The Court apparently takes the position that a second trial for the same act is somehow less offensive if one of the trials is conducted by the Federal Government and the other by a State. Looked at from the standpoint of the individual who is being prosecuted, this notion is too subtle for me to grasp. If double punishment is what is feared, it hurts no less for two "Sovereigns" to inflict it than for one. . . . In each case, inescapably, a man is forced to face danger twice for the same conduct.
Bartkus, 359 U.S. at 155 (Black, J., dissenting). Scholarly and judicial criticism of the dual sovereignty doctrine has increased in recent decades, with the expansion of federal criminal laws and overlapping federal/state law enforcement. See, e.g., United States v. All Assets of G.P.S. Auto. Corp., 66 F.3d 483, 493-99 (2d Cir. 1995); United States v. Grimes, 641 F.2d 96, 100-04 (3d Cir. 1981).

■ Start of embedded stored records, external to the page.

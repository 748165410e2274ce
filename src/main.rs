//! Command-line interface for the HealEasy booking engine.
//!
//! This binary provides an interactive menu for logging in as a patient,
//! doctor or admin, booking appointments from symptoms, and managing
//! appointments and doctor availability.

use chrono::{Local, NaiveDate};
use healeasy::booking::Step;
use healeasy::clinic::ProfileUpdate;
use healeasy::config::{self, AppConfig};
use healeasy::models::{
    parse_date, Account, Appointment, AppointmentStatus, NewAccount, PatientProfile, Role,
    RoleKind, TimeSlot, UnavailabilityRange,
};
use healeasy::store::{MemoryStore, Repository};
use healeasy::{availability, predictor, Clinic, Result};
use std::io::{self, Write};
use tracing_subscriber::EnvFilter;

struct HealEasyCli {
    clinic: Clinic<MemoryStore>,
    session: Option<Account>,
    running: bool,
}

The concept of double jeopardy has many applications in criminal law, but this opinion is confined to the dual sovereignty issue presented by the present motion. For discussion of some other aspects of double jeopardy law in our circuit,see, e.g., Pungitore, 910 F.2d at 1106 n. 18 (collateral estoppel pertaining to relitigation of decided facts, as applied under Double Jeopardy Clause); United States v. Venable, 585 F.2d at 75-79 (same); United States v. Pappas, 445 F.2d 1194 (3d Cir. 1971) (same); Pungitore, 910 F.2d at 1108 n. 24 (cumulative sentences); and Busic, 639 F.2d at 944-54 (resentencing).

Some circuits recognize what has been called a "Bartkus exception" to the dual sovereignty doctrine. See, e.g., United States v. All Assets of G.P.S. Auto. Corp., 66 F.3d 483, 494-95 (2d Cir. 1995) (collecting cases). Our circuit has "recognized the potential existence" of a Bartkus exception, but has "never applied the exception to overturn a second state or federal prosecution." Berry, 164 F.3d at 847. Based on our careful review of the investigation record in this case, we find that theBartkus exception, if recognized in our circuit, does not overcome the dual sovereignty doctrine on this record.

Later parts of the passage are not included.